Mine Host then introduced the interesting dichotomy between defeating The Donald, which always seems to presuppose moving to the center, and ideological purity.  Unfortunately, this mostly elicited the candidates talking about why they were the best candidate to defeat Trump, and the topic was euthanized after seven unedifying minutes.

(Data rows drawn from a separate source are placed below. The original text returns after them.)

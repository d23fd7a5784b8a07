use std::fs;
use std::path::PathBuf;

use chrono::{DateTime, Utc};
use serde::{Deserialize, Serialize};

pub const DEFAULT_SERVER_URL: &str = "http://localhost:3000";

/// Current server and login, persisted between invocations
#[derive(Debug, Clone, Default, Serialize, Deserialize)]
pub struct SessionConfig {
    pub server_url: Option<String>,
    pub token: Option<String>,
    pub email: Option<String>,
    pub expires_at: Option<i64>,
    pub logged_in_at: Option<DateTime<Utc>>,
}

impl SessionConfig {
    pub fn server_url(&self) -> String {
        self.server_url
            .clone()
            .unwrap_or_else(|| DEFAULT_SERVER_URL.to_string())
    }

    pub fn clear_login(&mut self) {
        self.token = None;
        self.email = None;
        self.expires_at = None;
        self.logged_in_at = None;
    }
}

pub fn get_config_dir() -> anyhow::Result<PathBuf> {
    let config_dir = if let Ok(custom_dir) = std::env::var("OBE_CLI_CONFIG_DIR") {
        PathBuf::from(custom_dir)
    } else {
        let home = std::env::var("HOME").map_err(|_| anyhow::anyhow!("HOME environment variable not set"))?;
        PathBuf::from(home).join(".config").join("obe").join("cli")
    };

    if !config_dir.exists() {
        fs::create_dir_all(&config_dir)?;
    }

    Ok(config_dir)
}

pub fn load_session() -> anyhow::Result<SessionConfig> {
    let session_file = get_config_dir()?.join("session.json");

    if !session_file.exists() {
        return Ok(SessionConfig::default());
    }

    let content = fs::read_to_string(session_file)?;
    Ok(serde_json::from_str(&content)?)
}

pub fn save_session(config: &SessionConfig) -> anyhow::Result<()> {
    let session_file = get_config_dir()?.join("session.json");
    fs::write(session_file, serde_json::to_string_pretty(config)?)?;
    Ok(())
}

#[cfg(test)]
mod tests {
    use super::*;

    #[test]
    fn default_server_and_logout() {
        let mut session = SessionConfig {
            token: Some("t".into()),
            email: Some("a@b.id".into()),
            ..Default::default()
        };
        assert_eq!(session.server_url(), DEFAULT_SERVER_URL);
        session.clear_login();
        assert!(session.token.is_none());
        assert!(session.email.is_none());
    }
}
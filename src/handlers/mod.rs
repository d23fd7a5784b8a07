// handlers/mod.rs - Two-tier handler layout
//
// Public (no auth) -> Protected (JWT auth, then role gate, user check and
// tenant scope as the route group requires). Role gates live in the
// router, so handlers only ever see callers that are allowed in.
pub mod params;
pub mod protected;
pub mod public;
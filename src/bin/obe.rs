use clap::Parser;
use obe_api::cli::Cli;
use tracing_subscriber::EnvFilter;

#[tokio::main]
async fn main() -> anyhow::Result<()> {
    let _ = dotenvy::dotenv();
    tracing_subscriber::fmt()
        .with_env_filter(EnvFilter::try_from_default_env().unwrap_or_else(|_| EnvFilter::new("warn")))
        .with_writer(std::io::stderr)
        .init();

    let cli = Cli::parse();

    if let Err(e) = obe_api::cli::run(cli).await {
        match std::env::var("CLI_VERBOSE").as_deref() {
            Ok("true") | Ok("1") => eprintln!("Error: {e:?}"),
            _ => eprintln!("Error: {e}"),
        }
        std::process::exit(1);
    }

    Ok(())
}
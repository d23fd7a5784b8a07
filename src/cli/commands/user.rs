use anyhow::Context;
use clap::Subcommand;
use serde_json::json;
use uuid::Uuid;

use crate::auth::verify_password;
use crate::cli::utils::output_success;
use crate::cli::OutputFormat;
use crate::database::models::user::{CreateUserInput, User};
use crate::database::DatabaseManager;
use crate::services::UserService;

#[derive(Subcommand)]
pub enum UserCommands {
    #[command(about = "Create an account")]
    Create {
        #[arg(long)]
        email: String,
        #[arg(long)]
        password: String,
        #[arg(long, help = "Role: admin, prodi, dosen or student (repeatable)")]
        role: Vec<String>,
        #[arg(long, help = "Program studi code, required for prodi accounts")]
        program_studi: Option<String>,
        #[arg(long)]
        full_name: Option<String>,
    },

    #[command(about = "Show whether an account can log in")]
    Check {
        #[arg(long)]
        email: String,
        #[arg(long, help = "Also verify this password against the stored hash")]
        password: Option<String>,
    },
}

pub async fn handle(cmd: UserCommands, output_format: OutputFormat) -> anyhow::Result<()> {
    let pool = DatabaseManager::pool().await?;

    match cmd {
        UserCommands::Create {
            email,
            password,
            role,
            program_studi,
            full_name,
        } => {
            let program_studi_id = match program_studi {
                Some(kode) => {
                    let id: Option<Uuid> =
                        sqlx::query_scalar("SELECT id FROM program_studi WHERE kode_program_studi = $1")
                            .bind(&kode)
                            .fetch_optional(&pool)
                            .await?;
                    Some(id.with_context(|| format!("Program studi '{}' not found", kode))?)
                }
                None => None,
            };

            let input = CreateUserInput {
                email: Some(email),
                password: Some(password),
                full_name,
                roles: Some(role),
                is_active: Some(true),
                program_studi_id,
            };
            let user = UserService::new(pool)
                .create(input)
                .await
                .map_err(|e| anyhow::anyhow!(crate::error::ApiError::from(e).to_json()))?;

            output_success(
                output_format,
                &format!("User '{}' created", user.email),
                Some(json!({ "id": user.id, "roles": user.roles, "program_studi_id": user.program_studi_id })),
            )
        }
        UserCommands::Check { email, password } => {
            let user: Option<User> = sqlx::query_as("SELECT * FROM users WHERE LOWER(email) = LOWER($1)")
                .bind(&email)
                .fetch_optional(&pool)
                .await?;
            let user = user.with_context(|| format!("User '{}' not found", email))?;

            let password_ok = match password {
                Some(password) => Some(verify_password(&password, &user.password_hash)?),
                None => None,
            };

            output_success(
                output_format,
                &format!("User '{}' found", user.email),
                Some(json!({
                    "id": user.id,
                    "is_active": user.is_active,
                    "roles": user.role_set(),
                    "program_studi_id": user.program_studi_id,
                    "password_ok": password_ok,
                })),
            )
        }
    }
}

That left fifteen minutes for the economy, which somehow transformed into Gillibrand excoriating Biden for his abortion stance and some negative comments she says he once made about working women, or at least working mothers, and which he just as adamantly denies that he ever made, though she kept shaking a piece of paper in his direction that she presumably wanted him, or at least somebody, to come over and read.  That left a scant few minutes for the Mueller report and impeachment and foreign policy.  Most everybody wanted to impeach, with the slight exceptions of DeBlasio warning not to let that replace an emphasis on the issues that the working man cares about and Bennet’s Pelosi-ish wondering what good it would do when the McConnell Senate wasn’t going to convict in any case.  As for foreign policy, that small matter was taken up entirely by Booker and Gabbard offering up whether they would have us out of Afghanistan within a year (she would, he wouldn’t).  Though Yang wanted to talk about Iran, that was nixed in favor of a commercial.

And so it was time for closing statements, the one constant of which was the reappearance of that now-venerable American political tradition, the web address, which the morning news in turn informed me was driven by the need to get X number of contributors (or actually X times 2 compared to the summer debates) to qualify for the September debates.  Apparently, only seven (Yang says eight) candidates as of now would be onstage in September, and that really would be, one thinks, the end of any small hope which might remain if a candidate wasn’t up to 2% (a thin enough hope in itself, one would think) in some poll or other by then.

As far as those closing statements, most wanted to spend their time on Trump.Slightly offbeat exceptions were DeBlasio, who thinks that the voters want their issues addressed first and Castro, who interestingly channeled Isaac Newton with an analogy of how we were standing on the shoulders of our immigrant forebears.Yet more interesting were Inslee’s channeling of the Donald’s “I alone can fix it”, except of course he was talking about climate change, and Yang’s remark that all the media could say about his last debate appearance was that he wasn’t wearing a tie (not that the moderators let him say anything much, it must be pointed out), and what would you expect but a reality-show president when all people had to go on was a reality-show debate, coverage of which concerned itself with his neckwear, which was not a bad thought to go to bed with.